American literary critic and journalist

William Dudley Foulke (November 20, 1848 – May 30, 1935) was an American literary critic, journalist, poet, and reformer.

==Biography==

Maya: a Story of Yucatan book published in 1901

William Dudley Foulke was born in New York City on November 20, 1848. He graduated Columbia University in 1869, where he was a member of the Philolexian Society,
and Columbia Law School in 1871. He practiced law in New York until 1876, when he moved to Richmond, Indiana, and married Mary Taylor Reeves.

Foulke became involved in local politics and was elected to the Indiana Senate, serving from 1882 to 1886. As a senator, he introduced bills to reform the state's civil service system. In addition, he investigated abuses against inmates and employees at the state hospital for the insane. He served on the Platform Committee of the Progressive Party. In 1889 he was asked by the National Civil Service Reform League to investigate the U.S. Federal civil service. President Theodore Roosevelt appointed Foulke a Commissioner in the Civil Service Commission in 1901.

He was a critic of the Ku Klux Klan, which had strong membership in Richmond and was threatened with flogging for his views.

He was also one of the early presidents of the American Woman Suffrage Association, the first president of the Proportional Representation League, and (for five years) president of the National Municipal League.

As a writer, Foulke wrote on several diverse subjects.

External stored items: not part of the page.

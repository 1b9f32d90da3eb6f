// Copyright 2026 BadCompany
//
// Licensed under the Apache License, Version 2.0 (the "License");
// you may not use this file except in compliance with the License.
// You may obtain a copy of the License at
//
//     http://www.apache.org/licenses/LICENSE-2.0
//
// Unless required by applicable law or agreed to in writing, software
// distributed under the License is distributed on an "AS IS" BASIS,
// WITHOUT WARRANTIES OR CONDITIONS OF ANY KIND, either express or implied.
// See the License for the specific language governing permissions and
// limitations under the License.

//! Model-facing collaborators: prompts, HTTP providers, JSON isolation and
//! the two-stage pipeline that feeds the sanitizer.

pub mod extract;
pub mod pipeline;
pub mod prompt;
pub mod provider;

In 1898, he published a biography of Oliver Hazard Perry Morton. Later, he translated the medieval History of the Lombards by Paul the Deacon. His other works include Biographical Introduction to Some Love Poems of Petrarch (1916). Some of his poems include Honor to France. Foulke wrote two memoirs: Fighting the Spoilsmen (1919), where he recounted his career in fighting for civil service reform. There followed a more general reminiscence, A Hoosier Autobiography (1922).

Foulke was a major supporter of the Richmond Group of artists and was one of the founders of the Richmond Art Museum in 1898. He loaned paintings for early exhibitions and donated many works to the museum's permanent collection.

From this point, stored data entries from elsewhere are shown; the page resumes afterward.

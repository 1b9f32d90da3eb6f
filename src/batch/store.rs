// Copyright 2026 BadCompany
//
// Licensed under the Apache License, Version 2.0 (the "License");
// you may not use this file except in compliance with the License.
// You may obtain a copy of the License at
//
//     http://www.apache.org/licenses/LICENSE-2.0
//
// Unless required by applicable law or agreed to in writing, software
// distributed under the License is distributed on an "AS IS" BASIS,
// WITHOUT WARRANTIES OR CONDITIONS OF ANY KIND, either express or implied.
// See the License for the specific language governing permissions and
// limitations under the License.

// Local result store - one JSON array of records under a fixed storage key

use crate::engine_core::constants::storage::STORAGE_KEY;
use crate::engine_core::errors::ClassifierError;
use crate::engine_core::models::ToolClassificationRecord;
use fs2::FileExt;
use std::fs::{self, File, OpenOptions};
use std::io::ErrorKind;
use std::path::{Path, PathBuf};
use tracing::debug;

/// Ordered list of batch records persisted as `<dir>/classifier_batch_results.json`.
///
/// Writes go to a temp file that is renamed over the target while an
/// exclusive lock on `<key>.lock` is held, so readers never see a torn file.
#[derive(Debug, Clone)]
pub struct ResultStore {
    dir: PathBuf,
}

impl ResultStore {
    pub fn new(dir: impl Into<PathBuf>) -> Self {
        Self { dir: dir.into() }
    }

    pub fn path(&self) -> PathBuf {
        self.dir.join(format!("{}.json", STORAGE_KEY))
    }

    fn lock_path(&self) -> PathBuf {
        self.dir.join(format!("{}.lock", STORAGE_KEY))
    }

    fn storage_error(action: &str, path: &Path, e: impl std::fmt::Display) -> ClassifierError {
        ClassifierError::StorageError(format!("{} {}: {}", action, path.display(), e))
    }

    fn lock(&self) -> Result<File, ClassifierError> {
        fs::create_dir_all(&self.dir)
            .map_err(|e| Self::storage_error("cannot create", &self.dir, e))?;
        let lock_path = self.lock_path();
        let lock_file = OpenOptions::new()
            .create(true)
            .truncate(false)
            .write(true)
            .open(&lock_path)
            .map_err(|e| Self::storage_error("cannot open", &lock_path, e))?;
        // Released when the handle drops
        lock_file
            .lock_exclusive()
            .map_err(|e| Self::storage_error("cannot lock", &lock_path, e))?;
        Ok(lock_file)
    }

    /// Stored records; a missing file is an empty list.
    pub fn load(&self) -> Result<Vec<ToolClassificationRecord>, ClassifierError> {
        let path = self.path();
        let content = match fs::read_to_string(&path) {
            Ok(content) => content,
            Err(e) if e.kind() == ErrorKind::NotFound => return Ok(Vec::new()),
            Err(e) => return Err(Self::storage_error("cannot read", &path, e)),
        };
        serde_json::from_str(&content).map_err(|e| Self::storage_error("corrupt", &path, e))
    }

    /// Replace the stored list with `records`.
    pub fn save(&self, records: &[ToolClassificationRecord]) -> Result<(), ClassifierError> {
        let _guard = self.lock()?;
        let path = self.path();
        let tmp = self.dir.join(format!("{}.json.tmp", STORAGE_KEY));

        let content = serde_json::to_string_pretty(records)?;
        fs::write(&tmp, content).map_err(|e| Self::storage_error("cannot write", &tmp, e))?;
        fs::rename(&tmp, &path).map_err(|e| Self::storage_error("cannot replace", &path, e))?;

        debug!(path = %path.display(), records = records.len(), "Results persisted");
        Ok(())
    }

    /// Remove the stored list. Clearing an empty store is not an error.
    pub fn clear(&self) -> Result<(), ClassifierError> {
        let path = self.path();
        if !path.exists() {
            return Ok(());
        }
        let _guard = self.lock()?;
        match fs::remove_file(&path) {
            Ok(()) => Ok(()),
            Err(e) if e.kind() == ErrorKind::NotFound => Ok(()),
            Err(e) => Err(Self::storage_error("cannot remove", &path, e)),
        }
    }
}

He died at his home in Richmond on May 30, 1935, and was buried at Spring Grove Cemetery in Cincinnati.

==Friend of Russian Freedom==
Foulke was interested in Russia and Russian history since the 1880s. He was scared by the encroachments of the Russian Empire in Central Asia and the Far East. He supposed that Russian ambitious foreign politics would be a great menace to "free Institutions". In 1887 he published a pamphlet "Slav or Saxon", showing the aggressive intentions of the Tsarist regime. At that time he also protested against the ratification of the Russian-American Extradition treaty, but all efforts were in vain. In 1893 the treaty was ratified.

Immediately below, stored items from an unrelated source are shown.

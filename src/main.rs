// Copyright 2026 BadCompany
//
// Licensed under the Apache License, Version 2.0 (the "License");
// you may not use this file except in compliance with the License.
// You may obtain a copy of the License at
//
//     http://www.apache.org/licenses/LICENSE-2.0
//
// Unless required by applicable law or agreed to in writing, software
// distributed under the License is distributed on an "AS IS" BASIS,
// WITHOUT WARRANTIES OR CONDITIONS OF ANY KIND, either express or implied.
// See the License for the specific language governing permissions and
// limitations under the License.

// Command-line entry point for the classification firewall
use anyhow::{bail, Context};
use clap::{Parser, Subcommand};
use serde_json::json;
use std::io::Read;
use std::path::{Path, PathBuf};
use std::sync::Arc;
use tracing::info;

use toolclass_firewall::batch::driver::{BatchDriver, BatchOptions};
use toolclass_firewall::batch::metrics::calculate_metrics;
use toolclass_firewall::batch::store::ResultStore;
use toolclass_firewall::batch::transfer::{ExportDocument, ImportDocument};
use toolclass_firewall::config::{Config, ProviderKind};
use toolclass_firewall::engine::adapter::to_output;
use toolclass_firewall::engine::sanitizer::ResultSanitizer;
use toolclass_firewall::engine::validator::ClassificationValidator;
use toolclass_firewall::engine_core::models::ClassificationOutput;
use toolclass_firewall::engine_core::taxonomy::{TaxonomyRegistry, TaxonomyVersion};
use toolclass_firewall::llm::extract::extract_first_json_object;
use toolclass_firewall::llm::pipeline::{ClassificationPipeline, ClassificationRequest};
use toolclass_firewall::llm::provider;
use toolclass_firewall::utils::time;

#[derive(Parser, Debug)]
#[command(version, about, long_about = None)]
struct Cli {
    /// Provider override ("openai" or "anthropic")
    #[arg(long, global = true)]
    provider: Option<String>,

    /// Taxonomy version override ("v1" or "v2")
    #[arg(long, global = true)]
    taxonomy_version: Option<String>,

    /// Directory holding the stored batch results
    #[arg(long, global = true)]
    storage_dir: Option<PathBuf>,

    #[command(subcommand)]
    command: Command,
}

#[derive(Subcommand, Debug)]
enum Command {
    /// Classify one or more tools through the configured provider
    Classify {
        /// Tool URLs
        urls: Vec<String>,

        /// Free-text description, applied to every URL
        #[arg(short, long)]
        description: Option<String>,

        /// Import document listing the tools to classify
        #[arg(long)]
        file: Option<PathBuf>,

        /// Skip the stage-2 correction prompt
        #[arg(long)]
        no_validation_stage: bool,

        /// Delay between submissions in milliseconds
        #[arg(long)]
        delay_ms: Option<u64>,

        /// Do not persist results
        #[arg(long)]
        no_store: bool,
    },

    /// Sanitize a raw model reply read from a file or stdin (offline)
    Sanitize {
        #[arg(long)]
        url: String,

        #[arg(short, long)]
        description: Option<String>,

        /// Reply file; stdin when absent or "-"
        #[arg(long)]
        input: Option<PathBuf>,

        /// Print the sanitized model shape instead of the export shape
        #[arg(long)]
        raw: bool,
    },

    /// Run the pre-submission validator over a classification result (offline)
    Validate {
        #[arg(long)]
        url: String,

        #[arg(short, long)]
        description: Option<String>,

        /// Result file; stdin when absent or "-"
        #[arg(long)]
        input: Option<PathBuf>,
    },

    /// Print stored batch results
    Results,

    /// Export stored batch results to a timestamped JSON file
    Export {
        /// Target directory
        #[arg(long, default_value = ".")]
        dir: PathBuf,
    },

    /// Import a JSON document; stored results are appended, tools optionally classified
    Import {
        file: PathBuf,

        /// Classify the tools listed in the document
        #[arg(long)]
        classify: bool,
    },

    /// Delete stored batch results
    Clear,

    /// Aggregate metrics over stored batch results
    Metrics,

    /// Print the active taxonomy tables and their fingerprint
    Taxonomy,

    /// Print JSON schemas of the output shapes
    #[cfg(feature = "schema")]
    Schema,
}

#[tokio::main]
async fn main() -> anyhow::Result<()> {
    let cli = Cli::parse();

    install_panic_hook();

    let mut config = Config::load().unwrap_or_else(|e| {
        eprintln!("Warning: Failed to load config, using defaults: {}", e);
        Config::default().with_overrides(|key| std::env::var(key).ok())
    });

    // CLI flags take precedence over file and environment
    if let Some(p) = &cli.provider {
        config.provider = ProviderKind::parse_safe(p);
    }
    if let Some(v) = &cli.taxonomy_version {
        config.taxonomy_version = TaxonomyVersion::parse_safe(v);
    }
    if let Some(dir) = &cli.storage_dir {
        config.storage_dir = dir.clone();
    }

    if let Err(e) = init_tracing(&config) {
        eprintln!("Failed to init tracing: {}", e);
    }

    let registry = Arc::new(TaxonomyRegistry::new(config.taxonomy_version));
    let store = ResultStore::new(&config.storage_dir);

    match cli.command {
        Command::Classify {
            urls,
            description,
            file,
            no_validation_stage,
            delay_ms,
            no_store,
        } => {
            if no_validation_stage {
                config.validation_stage = false;
            }
            if let Some(ms) = delay_ms {
                config.delay_ms = ms;
            }

            let mut requests: Vec<ClassificationRequest> = urls
                .into_iter()
                .map(|url| ClassificationRequest::new(url, description.clone()))
                .collect();
            if let Some(path) = &file {
                let doc = ImportDocument::from_file(path)?;
                if let Some(kind) = doc.provider_hint().filter(|_| cli.provider.is_none()) {
                    config.provider = kind;
                }
                requests.extend(doc.requests());
            }
            if requests.is_empty() {
                bail!("nothing to classify: pass at least one URL or --file");
            }

            let report = run_batch(&config, registry, &requests, (!no_store).then_some(store)).await?;
            print_json(&report.records)?;
        }

        Command::Sanitize {
            url,
            description,
            input,
            raw,
        } => {
            let text = read_input(input.as_deref())?;
            let candidate = extract_first_json_object(&text)?;
            let sanitizer = ResultSanitizer::new(&registry);
            let repaired = sanitizer.sanitize(&candidate, &url, description.as_deref().unwrap_or(""))?;

            for warning in &repaired.warnings {
                info!(severity = %warning.severity(), "{}", warning);
            }
            if raw {
                print_json(&repaired.value)?;
            } else {
                print_json(&to_output(repaired.into_inner()))?;
            }
        }

        Command::Validate {
            url,
            description,
            input,
        } => {
            let text = read_input(input.as_deref())?;
            let mut result: ClassificationOutput =
                serde_json::from_value(extract_first_json_object(&text)?)
                    .context("input is not a classification result")?;
            let report =
                ClassificationValidator::validate(&result, &url, description.as_deref().unwrap_or(""));
            result.apply_corrections(&report.corrections);

            let warnings: Vec<_> = report
                .warnings
                .iter()
                .map(|w| json!({"severity": w.severity(), "message": w.to_string()}))
                .collect();
            print_json(&json!({
                "is_valid": report.is_valid,
                "confidence": report.confidence,
                "warnings": warnings,
                "result": result,
            }))?;
        }

        Command::Results => print_json(&store.load()?)?,

        Command::Export { dir } => {
            let records = store.load()?;
            if records.is_empty() {
                bail!("no stored results to export");
            }
            let at = time::now();
            let doc = ExportDocument::batch(records, "", config.provider.as_str(), at);
            let path = doc.write_to_dir(&dir, at)?;
            println!("{}", path.display());
        }

        Command::Import { file, classify } => {
            let doc = ImportDocument::from_file(&file)?;
            let imported = doc.records();
            if !imported.is_empty() {
                let mut records = store.load()?;
                records.extend(imported.iter().cloned());
                store.save(&records)?;
            }
            info!(
                file = %file.display(),
                records = imported.len(),
                tools = doc.requests().len(),
                "Document imported"
            );

            if classify {
                if let Some(kind) = doc.provider_hint().filter(|_| cli.provider.is_none()) {
                    config.provider = kind;
                }
                let report = run_batch(&config, registry, &doc.requests(), Some(store)).await?;
                print_json(&report.records)?;
            } else {
                print_json(&json!({
                    "records_imported": imported.len(),
                    "tools": doc.requests(),
                }))?;
            }
        }

        Command::Clear => {
            store.clear()?;
            println!("Cleared {}", store.path().display());
        }

        Command::Metrics => print_json(&calculate_metrics(&store.load()?))?,

        Command::Taxonomy => {
            let groups: Vec<_> = registry
                .groups()
                .into_iter()
                .map(|(name, tags)| json!({"name": name, "tags": tags}))
                .collect();
            print_json(&json!({
                "version": registry.version().as_str(),
                "fingerprint": registry.fingerprint(),
                "categories": registry.categories(),
                "groups": groups,
                "blacklist": registry.blacklist(),
            }))?;
        }

        #[cfg(feature = "schema")]
        Command::Schema => {
            use toolclass_firewall::engine_core::models::SanitizedClassification;
            print_json(&json!({
                "ClassificationOutput": schemars::schema_for!(ClassificationOutput),
                "SanitizedClassification": schemars::schema_for!(SanitizedClassification),
            }))?;
        }
    }

    Ok(())
}

async fn run_batch(
    config: &Config,
    registry: Arc<TaxonomyRegistry>,
    requests: &[ClassificationRequest],
    store: Option<ResultStore>,
) -> anyhow::Result<toolclass_firewall::batch::driver::BatchReport> {
    let provider = provider::from_config(config)?;
    info!(
        provider = provider.name(),
        model = config.model(),
        taxonomy = %registry.version(),
        tools = requests.len(),
        "Starting classification"
    );

    let pipeline = ClassificationPipeline::new(provider, registry)
        .with_validation_stage(config.validation_stage);
    let mut driver = BatchDriver::new(Arc::new(pipeline), BatchOptions::from_config(config));
    if let Some(store) = store {
        driver = driver.with_store(store);
    }
    Ok(driver.run(requests).await)
}

fn read_input(path: Option<&Path>) -> anyhow::Result<String> {
    match path {
        Some(p) if p != Path::new("-") => std::fs::read_to_string(p)
            .with_context(|| format!("cannot read {}", p.display())),
        _ => {
            let mut buf = String::new();
            std::io::stdin()
                .read_to_string(&mut buf)
                .context("cannot read stdin")?;
            Ok(buf)
        }
    }
}

fn print_json<T: serde::Serialize + ?Sized>(value: &T) -> anyhow::Result<()> {
    println!("{}", serde_json::to_string_pretty(value)?);
    Ok(())
}

fn install_panic_hook() {
    std::panic::set_hook(Box::new(|panic_info| {
        let location = panic_info
            .location()
            .map(|l| format!("{}:{}:{}", l.file(), l.line(), l.column()))
            .unwrap_or_else(|| "unknown".to_string());

        let message = if let Some(s) = panic_info.payload().downcast_ref::<&str>() {
            s.to_string()
        } else if let Some(s) = panic_info.payload().downcast_ref::<String>() {
            s.clone()
        } else {
            "Unknown panic".to_string()
        };

        eprintln!("PANIC: {} at {}", message, location);
    }));
}

fn init_tracing(config: &Config) -> Result<(), Box<dyn std::error::Error>> {
    use tracing_subscriber::fmt;
    use tracing_subscriber::EnvFilter;

    let filter = EnvFilter::try_from_default_env()
        .or_else(|_| EnvFilter::try_new(&config.log_level))
        .unwrap_or_else(|_| EnvFilter::new("toolclass_firewall=info,warn"));

    let subscriber = fmt()
        .with_env_filter(filter)
        .with_target(false)
        .with_thread_ids(false)
        .with_writer(std::io::stderr);

    if config.log_format == "json" {
        subscriber.json().init();
    } else {
        subscriber.init();
    }

    Ok(())
}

In 1903 Foulke became the president of the Society of Friends of Russian Freedom. The society was re-established in Boston by Alice Stone Blackwell. As Foulke recalled, "This association had no very definite organization, but acted as occasion offered". Foulke and other notable Americans (Blackwell, Wald, Howe, Addams), who endorsed Russian revolutionists and liberals in their fight against the autocracy, encouraged Russian emigre Breshko-Breskovskaya in 1904-1905 when she arrived in the USA for tapping moral support and some money.

==In popular culture==
Foulke appears as a supporting character in Harry Turtledove's alternate history novel series Southern Victory, where he follows a military career rather than in writing and politics.

==Works==
- Foulke, William Dudley (1919). "Fighting the Spoilsmen: Reminiscences of The Civil Service Reform Movement"
- Foulke, William Dudley (1906). "History of the Langobards"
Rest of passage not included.